PROBLEM TO WORK ON
Within the listing below, filter for "bool" and copy every matching line.

ENTRIES SHOWN
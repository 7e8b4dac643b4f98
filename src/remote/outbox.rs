//! On-disk queue of writes not yet acknowledged by the server.
//!
//! The whole queue lives in one JSON file under the data directory and is
//! rewritten atomically (temp file + rename) on every change, so queued
//! writes survive restarts. The file also records the last revision handed
//! out, so revisions never repeat even after the queue drains.

use chrono::{DateTime, Utc};
use serde::{Deserialize, Serialize};
use serde_json::Value;
use std::fs;
use std::io::{self, Write};
use std::path::{Path, PathBuf};
use thiserror::Error;
use tourney_core::Collection;
use uuid::Uuid;

const OUTBOX_FILE: &str = "outbox.json";

#[derive(Debug, Error)]
pub enum OutboxError {
    #[error("I/O error for {0}: {1}")]
    Io(PathBuf, #[source] io::Error),

    #[error("Corrupt outbox {0}: {1}")]
    Corrupt(PathBuf, #[source] serde_json::Error),
}

#[derive(Debug, Clone, PartialEq, Serialize, Deserialize)]
#[serde(tag = "op", content = "document", rename_all = "lowercase")]
pub enum OutboxOp {
    Put(Value),
    Delete,
}

#[derive(Debug, Clone, PartialEq, Serialize, Deserialize)]
pub struct OutboxEntry {
    pub collection: Collection,
    pub id: Uuid,
    /// Increases with every enqueue; an acknowledgement only clears the
    /// revision that was pushed.
    pub revision: u64,
    pub op: OutboxOp,
    pub queued_at: DateTime<Utc>,
}

#[derive(Debug, Default, Serialize, Deserialize)]
struct Journal {
    last_revision: u64,
    entries: Vec<OutboxEntry>,
}

#[derive(Debug, Clone)]
pub struct Outbox {
    path: PathBuf,
}

impl Outbox {
    pub fn new(data_dir: impl AsRef<Path>) -> Self {
        Self {
            path: data_dir.as_ref().join(OUTBOX_FILE),
        }
    }

    pub fn path(&self) -> &Path {
        &self.path
    }

    /// Loads all queued entries in enqueue order.
    pub fn load(&self) -> Result<Vec<OutboxEntry>, OutboxError> {
        Ok(self.read_journal()?.entries)
    }

    fn read_journal(&self) -> Result<Journal, OutboxError> {
        match fs::read(&self.path) {
            Ok(bytes) => serde_json::from_slice(&bytes)
                .map_err(|e| OutboxError::Corrupt(self.path.clone(), e)),
            Err(e) if e.kind() == io::ErrorKind::NotFound => Ok(Journal::default()),
            Err(e) => Err(OutboxError::Io(self.path.clone(), e)),
        }
    }

    pub fn len(&self) -> Result<usize, OutboxError> {
        Ok(self.load()?.len())
    }

    pub fn is_empty(&self) -> Result<bool, OutboxError> {
        Ok(self.len()? == 0)
    }

    /// Queues a write, replacing any queued write for the same record.
    pub fn enqueue(
        &self,
        collection: Collection,
        id: Uuid,
        op: OutboxOp,
    ) -> Result<OutboxEntry, OutboxError> {
        let mut journal = self.read_journal()?;
        journal.last_revision += 1;
        journal
            .entries
            .retain(|e| !(e.collection == collection && e.id == id));

        let entry = OutboxEntry {
            collection,
            id,
            revision: journal.last_revision,
            op,
            queued_at: Utc::now(),
        };
        journal.entries.push(entry.clone());
        self.save(&journal)?;
        Ok(entry)
    }

    /// Drops an acknowledged entry unless it was replaced by a newer write.
    pub fn acknowledge(&self, entry: &OutboxEntry) -> Result<bool, OutboxError> {
        let mut journal = self.read_journal()?;
        let before = journal.entries.len();
        journal.entries.retain(|e| {
            !(e.collection == entry.collection && e.id == entry.id && e.revision == entry.revision)
        });
        if journal.entries.len() == before {
            return Ok(false);
        }
        self.save(&journal)?;
        Ok(true)
    }

    fn save(&self, journal: &Journal) -> Result<(), OutboxError> {
        if let Some(dir) = self.path.parent() {
            fs::create_dir_all(dir).map_err(|e| OutboxError::Io(dir.to_path_buf(), e))?;
        }

        let bytes = serde_json::to_vec_pretty(journal)
            .map_err(|e| OutboxError::Corrupt(self.path.clone(), e))?;

        let temp_path = self.path.with_extension("json.tmp");
        let mut file =
            fs::File::create(&temp_path).map_err(|e| OutboxError::Io(temp_path.clone(), e))?;
        file.write_all(&bytes)
            .map_err(|e| OutboxError::Io(temp_path.clone(), e))?;
        file.sync_all()
            .map_err(|e| OutboxError::Io(temp_path.clone(), e))?;

        fs::rename(&temp_path, &self.path).map_err(|e| OutboxError::Io(self.path.clone(), e))
    }
}
//! Server-side document storage.
//!
//! Each document is a JSON file:
//! ```text
//! <DATA_DIR>/
//!   <collection>/
//!     <id>.json
//! ```
//!
//! Collections are a closed set and ids are UUIDs, so no request can name a
//! path outside the data directory.

use serde_json::Value;
use std::fs::{self, File};
use std::io::{self, Write};
use std::path::{Path, PathBuf};
use tourney_core::Collection;
use uuid::Uuid;

/// Errors that can occur during server storage operations.
#[derive(Debug)]
pub enum ServerStorageError {
    /// I/O error reading or writing a file.
    IoError(PathBuf, io::Error),
    /// A stored file is not valid JSON.
    CorruptDocument(PathBuf, serde_json::Error),
}

impl std::fmt::Display for ServerStorageError {
    fn fmt(&self, f: &mut std::fmt::Formatter<'_>) -> std::fmt::Result {
        match self {
            ServerStorageError::IoError(path, e) => {
                write!(f, "I/O error for {}: {}", path.display(), e)
            }
            ServerStorageError::CorruptDocument(path, e) => {
                write!(f, "Failed to parse document {}: {}", path.display(), e)
            }
        }
    }
}

impl std::error::Error for ServerStorageError {
    fn source(&self) -> Option<&(dyn std::error::Error + 'static)> {
        match self {
            ServerStorageError::IoError(_, e) => Some(e),
            ServerStorageError::CorruptDocument(_, e) => Some(e),
        }
    }
}

/// JSON documents on disk, one file per record.
#[derive(Debug, Clone)]
pub struct ServerStorage {
    data_dir: PathBuf,
}

impl ServerStorage {
    pub fn new(data_dir: impl Into<PathBuf>) -> Self {
        Self {
            data_dir: data_dir.into(),
        }
    }

    pub fn data_dir(&self) -> &Path {
        &self.data_dir
    }

    fn collection_dir(&self, collection: Collection) -> PathBuf {
        self.data_dir.join(collection.name())
    }

    fn doc_path(&self, collection: Collection, id: Uuid) -> PathBuf {
        self.collection_dir(collection).join(format!("{}.json", id))
    }

    /// Loads a document. Returns `Ok(None)` if it doesn't exist.
    pub fn get(
        &self,
        collection: Collection,
        id: Uuid,
    ) -> Result<Option<Value>, ServerStorageError> {
        let path = self.doc_path(collection, id);
        read_document(&path)
    }

    /// All documents of a collection, ordered by id.
    pub fn list(&self, collection: Collection) -> Result<Vec<(Uuid, Value)>, ServerStorageError> {
        let dir = self.collection_dir(collection);
        let entries = match fs::read_dir(&dir) {
            Ok(entries) => entries,
            Err(e) if e.kind() == io::ErrorKind::NotFound => return Ok(Vec::new()),
            Err(e) => return Err(ServerStorageError::IoError(dir, e)),
        };

        let mut documents = Vec::new();
        for entry in entries {
            let entry = entry.map_err(|e| ServerStorageError::IoError(dir.clone(), e))?;
            let path = entry.path();
            if path.extension().and_then(|e| e.to_str()) != Some("json") {
                continue;
            }
            // Leftover temp files and foreign files are not documents.
            let Some(id) = path
                .file_stem()
                .and_then(|s| s.to_str())
                .and_then(|s| Uuid::parse_str(s).ok())
            else {
                continue;
            };
            if let Some(doc) = read_document(&path)? {
                documents.push((id, doc));
            }
        }
        documents.sort_by_key(|(id, _)| *id);
        Ok(documents)
    }

    /// Writes a document, replacing any previous version.
    ///
    /// Creates the collection directory if it doesn't exist.
    pub fn put(
        &self,
        collection: Collection,
        id: Uuid,
        doc: &Value,
    ) -> Result<(), ServerStorageError> {
        let dir = self.collection_dir(collection);
        let path = self.doc_path(collection, id);

        fs::create_dir_all(&dir).map_err(|e| ServerStorageError::IoError(dir.clone(), e))?;

        let bytes = serde_json::to_vec_pretty(doc)
            .map_err(|e| ServerStorageError::CorruptDocument(path.clone(), e))?;

        // Write atomically using temp file + rename. Concurrent writers of the
        // same id each get their own temp file; the last rename wins.
        let temp_path = dir.join(format!("{}.{}.tmp", id, Uuid::new_v4()));

        let mut file = File::create(&temp_path)
            .map_err(|e| ServerStorageError::IoError(temp_path.clone(), e))?;
        file.write_all(&bytes)
            .map_err(|e| ServerStorageError::IoError(temp_path.clone(), e))?;
        file.sync_all()
            .map_err(|e| ServerStorageError::IoError(temp_path.clone(), e))?;

        fs::rename(&temp_path, &path).map_err(|e| ServerStorageError::IoError(path, e))?;

        Ok(())
    }

    /// Removes a document. Returns whether it existed.
    pub fn delete(&self, collection: Collection, id: Uuid) -> Result<bool, ServerStorageError> {
        let path = self.doc_path(collection, id);
        match fs::remove_file(&path) {
            Ok(()) => Ok(true),
            Err(e) if e.kind() == io::ErrorKind::NotFound => Ok(false),
            Err(e) => Err(ServerStorageError::IoError(path, e)),
        }
    }
}

fn read_document(path: &Path) -> Result<Option<Value>, ServerStorageError> {
    match fs::read(path) {
        Ok(bytes) => serde_json::from_slice(&bytes)
            .map(Some)
            .map_err(|e| ServerStorageError::CorruptDocument(path.to_path_buf(), e)),
        Err(e) if e.kind() == io::ErrorKind::NotFound => Ok(None),
        Err(e) => Err(ServerStorageError::IoError(path.to_path_buf(), e)),
    }
}
use serde::{Deserialize, Serialize};

use crate::backoff::Backoff;

/// Tunables for reconnects and write retries.
#[derive(Debug, Clone, PartialEq, Eq, Serialize, Deserialize)]
#[serde(default)]
pub struct SyncSettings {
    /// Channel enable attempts per platform "online" signal.
    pub max_reconnect_attempts: u32,
    pub reconnect_base_ms: u64,
    pub reconnect_cap_ms: u64,
    /// Retries after the first write attempt.
    pub write_max_retries: u32,
    pub write_base_ms: u64,
    pub write_cap_ms: u64,
    /// Also retry `resource-exhausted` failures.
    pub retry_resource_exhausted: bool,
}

impl Default for SyncSettings {
    fn default() -> Self {
        Self {
            max_reconnect_attempts: 5,
            reconnect_base_ms: 1000,
            reconnect_cap_ms: 30_000,
            write_max_retries: 3,
            write_base_ms: 1000,
            write_cap_ms: 10_000,
            retry_resource_exhausted: false,
        }
    }
}

impl SyncSettings {
    pub fn reconnect_backoff(&self) -> Backoff {
        Backoff::new(self.reconnect_base_ms, self.reconnect_cap_ms)
    }

    pub fn write_backoff(&self) -> Backoff {
        Backoff::new(self.write_base_ms, self.write_cap_ms)
    }
}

TASK OUTPUT
    pub fn is_empty(&self) -> Result<bool, OutboxError> {
    pub fn acknowledge(&self, entry: &OutboxEntry) -> Result<bool, OutboxError> {
    pub fn delete(&self, collection: Collection, id: Uuid) -> Result<bool, ServerStorageError> {
    pub retry_resource_exhausted: bool,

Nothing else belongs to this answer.